Task instructions: In this exercise, return each entry exactly as given.

The data:
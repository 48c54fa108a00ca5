//! beacon-probe — health probing for the Beacon agent.
//!
//! A [`Probe`] performs one observation of the inference server and
//! returns it as a [`HealthSample`](beacon_core::HealthSample). The
//! caller owns what happens next; probes never push into channels.

pub mod llamacpp;

pub use llamacpp::LlamaCppProbe;

use std::future::Future;
use std::pin::Pin;

use beacon_core::{BeaconResult, Deadline, HealthSample};

/// Boxed future returned by [`Probe::probe`].
pub type ProbeFuture<'a> = Pin<Box<dyn Future<Output = BeaconResult<HealthSample>> + Send + 'a>>;

/// One health observation, bounded by the caller's deadline.
pub trait Probe: Send + Sync {
    fn probe<'a>(&'a self, deadline: &'a Deadline) -> ProbeFuture<'a>;
}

Answer box:
repository 48c54fa108a00ca5
//! beacon-probe — health probing for the Beacon agent.
//!
//! A [`Probe`] performs one observation of the inference server and
//! returns it as a [`HealthSample`](beacon_core::HealthSample). The
//! caller owns what happens next; probes never push into channels.

pub mod llamacpp;

pub use llamacpp::LlamaCppProbe;

use std::future::Future;
use std::pin::Pin;

use beacon_core::{BeaconResult, Deadline, HealthSample};

/// Boxed future returned by [`Probe::probe`].
pub type ProbeFuture<'a> = Pin<Box<dyn Future<Output = BeaconResult<HealthSample>> + Send + 'a>>;

/// One health observation, bounded by the caller's deadline.
pub trait Probe: Send + Sync {
    fn probe<'a>(&'a self, deadline: &'a Deadline) -> ProbeFuture<'a>;
}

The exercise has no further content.